Der Mordfall Marilyn Sheppard
     
     
     
     
    Dr. Sam Sheppard war Neurochirurg in Cleveland (Ohio), ein angesehener Arzt mit einer im Familienbesitz befindlichen Privatklinik. Seine attraktive Frau Marilyn erwartete ihr zweites Kind. In den frühen Morgenstunden des 4. Juli 1954, am Unabhängigkeitstag der USA, geschah dann ein Verbrechen.
    Die Aussage von Dr. Sheppard lautete: Er sei beim Fernsehen eingeschlafen, seine Frau habe im Schlafzimmer gelegen. Von ihren Hilfeschreien geweckt, rannte er die Treppe hinauf, wo er »einen weißen Mann« über Marilyns Bett gebeugt sah. Er stürzte sich auf den Eindringling, wurde aber niedergeschlagen. Als er wieder zu sich kam, war seine Frau tot. Wie sich später herausstellte, wurde sie durch über dreißig Schläge auf den Kopf mit einem schweren Gegenstand ermordet. Er hatte noch ein Geräusch gehört und einen flüchtigen Blick auf eine Person mit buschigen Haaren erhascht, die durch die Hintertüre aus dem Haus gelaufen war. Er hatte ihr nachgejagt und war nochmals bewusstlos geschlagen worden. Als er wieder erwacht war, hatte er Bekannte und die Polizei alamiert.
    So weit die Version des Arztes.
    Die Polizei jedoch verdächtigte den Arzt selbst als Täter. Es kam zu einer langwierigen Gerichtsverhandlung, zu Widersprüchen der Sachverständigen und einer Vorverurteilung durch die Presse. Ausschlaggebend war schließlich, dass Dr. Sheppard zugeben musste, mit der medizinisch-technischen Assistentin Susan Hayes ein jahrelanges Verhältnis gehabt zu haben. Der Prozess dauerte neun Wochen, die Geschworenen berieten fünf
Tage, dann wurde Dr. Sheppard des Mordes zweiten Grades für schuldig befunden und zu lebenslänglicher Haft verurteilt. Nach zehn Jahren im Gefängnis wurde er 1964 bedingt entlassen und das Verfahren wieder aufgenommen. Dabei wurde er 1966 freigesprochen. Doch die Freiheit brachte kein Glück. Seine ärztliche Zulassung als Chirurg wurde eingezogen, er verwickelte sich in mehrere Frauenaffären und endete als schwerer Alkoholiker. Im April 1970 starb er an einem Leberleiden.
     
    Damit war einer der Aufsehen erregendsten Fälle der US-Kriminalgeschichte aber noch nicht zu Ende. Zunächst wurde die Story mit Harrison Ford in der Hauptrolle verfilmt. Unter dem Namen Dr. Richard Kimble schrieb man dem Arzt eine abenteuerliche Fluchtgeschichte in das Drehbuch, machte eine Fernsehserie daraus und den Kinofilm Auf der Flucht .

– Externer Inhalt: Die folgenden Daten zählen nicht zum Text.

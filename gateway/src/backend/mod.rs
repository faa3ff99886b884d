//! Scheduler backends
//!
//! Every scheduler the gateway can drive implements [`Backend`]. One
//! implementation is chosen at startup by [`new_backend`] and stays in
//! place until the process exits.

pub mod marathon;
pub mod mock;

use std::fmt;
use std::str::FromStr;
use std::sync::Arc;

use async_trait::async_trait;
use serde::{Deserialize, Serialize};
use tracing::info;

use crate::config::BackendSettings;
use crate::errors::GatewayError;
use crate::models::{Artifact, ArtifactRequest, BaseRequest, LabelFilter, ScaleRequest};

pub use marathon::MarathonBackend;
pub use mock::MockBackend;

/// Capabilities every scheduler backend provides
#[async_trait]
pub trait Backend: Send + Sync {
    /// Names of deployed apps, narrowed to those whose labels match every
    /// entry of `filter`
    async fn list_names(&self, filter: Option<&LabelFilter>) -> Result<Vec<String>, GatewayError>;

    /// Live state of one deployment
    async fn get_one(&self, req: &ArtifactRequest) -> Result<Artifact, GatewayError>;

    /// Create a deployment, returning the identifier assigned by the backend
    async fn deploy(&self, req: &BaseRequest) -> Result<String, GatewayError>;

    /// Change the instance count, returning the backend operation id
    async fn scale(&self, req: &ScaleRequest) -> Result<String, GatewayError>;

    /// Remove a deployment, returning the backend operation id
    async fn delete(&self, req: &ArtifactRequest) -> Result<String, GatewayError>;

    /// Replace the spec of an existing deployment
    async fn update(&self, req: &BaseRequest) -> Result<String, GatewayError>;
}

/// Available backend implementations
#[derive(Debug, Clone, Copy, Default, PartialEq, Eq, Serialize, Deserialize)]
#[serde(rename_all = "lowercase")]
pub enum BackendKind {
    Marathon,
    #[default]
    Mock,
}

impl BackendKind {
    pub fn as_str(&self) -> &'static str {
        match self {
            BackendKind::Marathon => "marathon",
            BackendKind::Mock => "mock",
        }
    }
}

impl fmt::Display for BackendKind {
    fn fmt(&self, f: &mut fmt::Formatter<'_>) -> fmt::Result {
        f.write_str(self.as_str())
    }
}

impl FromStr for BackendKind {
    type Err = GatewayError;

    fn from_str(s: &str) -> Result<Self, Self::Err> {
        match s.to_lowercase().as_str() {
            "marathon" => Ok(BackendKind::Marathon),
            "mock" => Ok(BackendKind::Mock),
            other => Err(GatewayError::ConfigError(format!("unknown backend type: {}", other))),
        }
    }
}

/// Build the backend selected by the settings
pub fn new_backend(settings: &BackendSettings) -> Result<Arc<dyn Backend>, GatewayError> {
    info!("Selecting backend: {}", settings.kind);

    let backend: Arc<dyn Backend> = match settings.kind {
        BackendKind::Marathon => Arc::new(MarathonBackend::new(settings.marathon.clone())?),
        BackendKind::Mock => Arc::new(MockBackend::new()),
    };

    Ok(backend)
}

    Die Leiche von Dr. Sheppard wurde nach 27 Jahren exhumiert, um eine DNA-Untersuchung durchzuführen. Das hatte es zur Mordzeit noch nicht gegeben. Der Sohn klagte den Staat Ohio wegen »widerrechtlicher Inhaftierung« auf eine Schadenersatzsumme von rund 1,8 Mio. Euro. Verglichen wurde eine Blutspur vom Tatort mit dem genetischen Muster von Dr.